What does it mean? It signifies that the temperature is said to the peak of the mountains, with a linear path: so there’s a correlation between the decrease in temperature and the peak (of the mountains). It doesn’t mean the peak of the mountain caused the decrease in temperature; in reality, if we get to the identical height, at the identical latitude, with a hot air balloon we’d measure the identical temperature.

## The correlation matrix

So, how will we calculate the correlation coefficient in Python? Well, we generally calculate the correlation matrix. Suppose we’ve two variables, `X`

and `y`

*; *we store them in a knowledge frame called `df`

and we are able to plot the correlation matrix using `seaborn`

like so:

`import pandas as pd`

import numpy as np

import seaborn as sns

import matplotlib.pyplot as plt# Create data

x = np.array([1, 1, 2, 3, 4, 4, 5, 6, 7, 7, 8, 9])

y = np.array([13, 14, 17, 12, 23, 24, 25, 25, 24, 28, 32, 33])

# Create the dataframe

df = pd.DataFrame({'x':x, 'y':y})

# Plot heat map for correlation coefficient

sns.heatmap(df.corr(), annot=True, fmt="0.2")

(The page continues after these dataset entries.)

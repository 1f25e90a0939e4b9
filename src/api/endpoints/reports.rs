//! Reports endpoint: per-day rollup and busiest time slots.

use axum::extract::State;
use axum::Json;

use crate::api::error::ApiError;
use crate::api::types::ApiContext;
use crate::reports::{self, ReportData};

/// `GET /api/reports`
pub async fn summary(State(ctx): State<ApiContext>) -> Result<Json<ReportData>, ApiError> {
    let store = ctx.core.read_store()?;
    Ok(Json(reports::build_report(&store)))
}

If we’ve a 0 correlation coefficient, it signifies that the information points don’t are inclined to increase or decrease following a linear path, because we’ve no correlation.

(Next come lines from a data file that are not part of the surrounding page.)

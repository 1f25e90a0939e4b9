//! Health check endpoint.

use axum::extract::State;
use axum::Json;
use serde::Serialize;

use crate::api::error::ApiError;
use crate::api::types::ApiContext;

#[derive(Serialize)]
pub struct HealthResponse {
    pub status: &'static str,
    pub version: &'static str,
    pub seeded: bool,
}

/// `GET /api/health`: connection check for the reception screen.
pub async fn check(State(ctx): State<ApiContext>) -> Result<Json<HealthResponse>, ApiError> {
    let seeded = ctx.core.read_store()?.is_seeded();

    Ok(Json(HealthResponse {
        status: "ok",
        version: crate::config::APP_VERSION,
        seeded,
    }))
}
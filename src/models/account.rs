use serde::{Deserialize, Serialize};

use super::enums::Role;
use super::AccountId;

/// Login account. `person_id` points at a doctor or receptionist when set;
/// nothing in the reception core follows that link.
#[derive(Debug, Clone, PartialEq, Eq, Serialize, Deserialize)]
pub struct Account {
    pub id: AccountId,
    pub username: String,
    #[serde(skip_serializing)]
    pub password_hash: String,
    pub role: Role,
    pub person_id: Option<u32>,
}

Allow us to have a have a look at some plots of correlation coefficients with different values (image from Wikipedia here):

As we are able to see, when the correlation coefficient is the same as 1 or -1 the tendency of the information points is clearly to be along a line. But, because the correlation coefficient deviates from the 2 extreme values, the distribution of the information points deviates from a linear path. Finally, for the correlation coefficient of 0, the distribution of the information might be anything.

So, once we get a correlation coefficient of 0 we are able to’t say anything in regards to the distribution of the information, but we are able to investigate it (if needed) with a regression evaluation.

So, correlation and regression are linked but are different:

- Correlation analyzes the tendency of variables to be linearly distributed.
- Regression is the study of the connection between variables.

Now we have two sorts of Linear Regression models: the Easy and the Multiple ones. Let’s see them each.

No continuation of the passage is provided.